● **Instructions for the task**:
Of all the lines below, return only those starting with the line holding "let latest = DetectionEvent::default();" and going on through the line holding "assert!(fires.windows(2).all(|w| w[1] - w[0]", exactly as written.

● **Records shown**:
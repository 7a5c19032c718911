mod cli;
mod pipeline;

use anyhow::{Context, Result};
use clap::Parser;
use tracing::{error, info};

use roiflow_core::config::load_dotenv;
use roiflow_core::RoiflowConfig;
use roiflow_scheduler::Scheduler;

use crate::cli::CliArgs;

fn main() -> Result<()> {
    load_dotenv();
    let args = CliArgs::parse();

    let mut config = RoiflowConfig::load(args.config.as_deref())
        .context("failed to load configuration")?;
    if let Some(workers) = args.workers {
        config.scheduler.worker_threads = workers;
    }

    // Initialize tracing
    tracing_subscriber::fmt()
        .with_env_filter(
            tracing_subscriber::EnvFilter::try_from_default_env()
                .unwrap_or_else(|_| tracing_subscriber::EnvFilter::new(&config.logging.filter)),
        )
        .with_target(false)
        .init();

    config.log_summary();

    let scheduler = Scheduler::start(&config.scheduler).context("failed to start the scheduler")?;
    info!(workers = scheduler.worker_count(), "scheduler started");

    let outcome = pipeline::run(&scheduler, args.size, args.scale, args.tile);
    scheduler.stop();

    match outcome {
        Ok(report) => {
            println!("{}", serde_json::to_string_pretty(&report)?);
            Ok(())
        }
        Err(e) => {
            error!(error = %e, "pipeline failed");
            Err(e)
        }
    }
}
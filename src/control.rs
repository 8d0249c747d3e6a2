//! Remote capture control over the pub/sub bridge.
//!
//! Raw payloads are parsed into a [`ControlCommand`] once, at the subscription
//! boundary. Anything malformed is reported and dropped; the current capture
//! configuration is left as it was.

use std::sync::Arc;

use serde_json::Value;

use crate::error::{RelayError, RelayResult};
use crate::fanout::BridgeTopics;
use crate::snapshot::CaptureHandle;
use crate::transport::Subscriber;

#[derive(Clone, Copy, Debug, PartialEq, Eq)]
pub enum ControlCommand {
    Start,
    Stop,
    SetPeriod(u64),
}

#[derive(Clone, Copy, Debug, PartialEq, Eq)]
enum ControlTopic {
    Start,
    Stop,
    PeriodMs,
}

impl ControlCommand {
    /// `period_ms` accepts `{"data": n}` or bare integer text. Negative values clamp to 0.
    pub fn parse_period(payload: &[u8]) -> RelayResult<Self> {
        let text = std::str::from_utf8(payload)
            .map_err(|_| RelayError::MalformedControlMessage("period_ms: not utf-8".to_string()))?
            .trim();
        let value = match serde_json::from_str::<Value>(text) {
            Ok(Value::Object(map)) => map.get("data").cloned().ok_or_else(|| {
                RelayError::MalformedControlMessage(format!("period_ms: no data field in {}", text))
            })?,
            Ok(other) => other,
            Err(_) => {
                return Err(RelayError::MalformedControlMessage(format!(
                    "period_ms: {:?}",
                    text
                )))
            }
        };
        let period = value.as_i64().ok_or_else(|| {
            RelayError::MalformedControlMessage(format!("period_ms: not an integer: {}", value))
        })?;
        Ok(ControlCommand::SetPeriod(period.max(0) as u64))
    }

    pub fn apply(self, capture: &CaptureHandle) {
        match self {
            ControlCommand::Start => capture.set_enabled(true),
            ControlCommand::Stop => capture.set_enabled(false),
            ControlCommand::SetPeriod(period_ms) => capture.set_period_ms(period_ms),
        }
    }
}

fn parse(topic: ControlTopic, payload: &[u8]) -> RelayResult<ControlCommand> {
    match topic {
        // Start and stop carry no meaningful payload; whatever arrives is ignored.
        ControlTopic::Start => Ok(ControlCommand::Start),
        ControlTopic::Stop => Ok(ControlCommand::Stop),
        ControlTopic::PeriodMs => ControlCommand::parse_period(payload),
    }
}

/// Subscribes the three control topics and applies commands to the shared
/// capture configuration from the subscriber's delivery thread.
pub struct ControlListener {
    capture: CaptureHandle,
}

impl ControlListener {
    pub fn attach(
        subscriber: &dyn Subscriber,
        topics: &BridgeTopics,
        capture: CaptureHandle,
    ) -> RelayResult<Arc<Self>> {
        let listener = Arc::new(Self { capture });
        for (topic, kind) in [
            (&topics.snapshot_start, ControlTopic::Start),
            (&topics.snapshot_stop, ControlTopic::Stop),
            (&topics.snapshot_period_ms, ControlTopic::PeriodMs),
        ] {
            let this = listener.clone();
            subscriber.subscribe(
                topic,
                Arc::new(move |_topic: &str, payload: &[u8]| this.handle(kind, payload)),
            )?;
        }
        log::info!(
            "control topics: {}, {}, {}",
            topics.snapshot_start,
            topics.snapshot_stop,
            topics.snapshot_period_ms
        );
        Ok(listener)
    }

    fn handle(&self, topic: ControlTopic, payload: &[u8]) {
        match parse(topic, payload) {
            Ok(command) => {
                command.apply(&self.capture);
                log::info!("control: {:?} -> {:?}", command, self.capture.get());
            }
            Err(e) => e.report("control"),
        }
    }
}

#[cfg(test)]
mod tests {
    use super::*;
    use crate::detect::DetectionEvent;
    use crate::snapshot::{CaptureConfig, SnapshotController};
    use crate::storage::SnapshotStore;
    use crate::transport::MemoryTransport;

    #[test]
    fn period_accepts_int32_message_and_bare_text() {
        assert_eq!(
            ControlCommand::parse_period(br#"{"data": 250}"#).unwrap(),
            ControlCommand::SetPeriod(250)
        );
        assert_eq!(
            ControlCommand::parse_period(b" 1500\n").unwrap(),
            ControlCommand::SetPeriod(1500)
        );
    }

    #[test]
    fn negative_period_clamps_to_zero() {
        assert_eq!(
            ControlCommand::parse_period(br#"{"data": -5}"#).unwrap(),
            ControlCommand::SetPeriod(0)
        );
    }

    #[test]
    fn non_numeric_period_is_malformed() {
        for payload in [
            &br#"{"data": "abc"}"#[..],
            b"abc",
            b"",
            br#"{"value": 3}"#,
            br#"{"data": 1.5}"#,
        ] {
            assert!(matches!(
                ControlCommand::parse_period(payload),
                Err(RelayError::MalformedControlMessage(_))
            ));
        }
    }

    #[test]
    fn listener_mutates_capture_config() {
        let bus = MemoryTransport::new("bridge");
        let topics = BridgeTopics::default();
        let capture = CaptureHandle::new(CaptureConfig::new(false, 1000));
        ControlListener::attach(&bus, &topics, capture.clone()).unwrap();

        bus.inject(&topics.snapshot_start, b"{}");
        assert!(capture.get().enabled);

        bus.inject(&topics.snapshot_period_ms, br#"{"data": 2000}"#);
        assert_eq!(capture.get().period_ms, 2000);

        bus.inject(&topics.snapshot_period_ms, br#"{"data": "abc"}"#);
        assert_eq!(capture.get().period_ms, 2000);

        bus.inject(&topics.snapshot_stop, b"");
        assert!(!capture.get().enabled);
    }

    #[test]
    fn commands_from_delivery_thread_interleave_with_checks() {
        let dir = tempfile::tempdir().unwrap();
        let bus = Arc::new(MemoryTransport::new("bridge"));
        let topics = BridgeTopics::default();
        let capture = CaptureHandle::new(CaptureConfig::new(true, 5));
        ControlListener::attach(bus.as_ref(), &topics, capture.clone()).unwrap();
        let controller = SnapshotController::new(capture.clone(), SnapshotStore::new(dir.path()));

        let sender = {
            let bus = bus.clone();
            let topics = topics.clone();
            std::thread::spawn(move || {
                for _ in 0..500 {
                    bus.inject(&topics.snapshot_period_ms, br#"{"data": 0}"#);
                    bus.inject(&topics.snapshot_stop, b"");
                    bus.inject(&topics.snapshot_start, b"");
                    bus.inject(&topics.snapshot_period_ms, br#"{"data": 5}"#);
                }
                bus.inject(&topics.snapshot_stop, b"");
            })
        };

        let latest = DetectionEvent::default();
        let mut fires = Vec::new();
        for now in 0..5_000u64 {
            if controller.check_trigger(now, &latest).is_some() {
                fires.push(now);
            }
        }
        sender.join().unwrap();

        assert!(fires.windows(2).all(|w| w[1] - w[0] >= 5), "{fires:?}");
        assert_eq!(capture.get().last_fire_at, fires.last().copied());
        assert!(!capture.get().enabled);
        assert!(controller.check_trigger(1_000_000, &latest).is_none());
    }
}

● **Exercise response**:
        let latest = DetectionEvent::default();
        let mut fires = Vec::new();
        for now in 0..5_000u64 {
            if controller.check_trigger(now, &latest).is_some() {
                fires.push(now);
            }
        }
        sender.join().unwrap();

        assert!(fires.windows(2).all(|w| w[1] - w[0] >= 5), "{fires:?}");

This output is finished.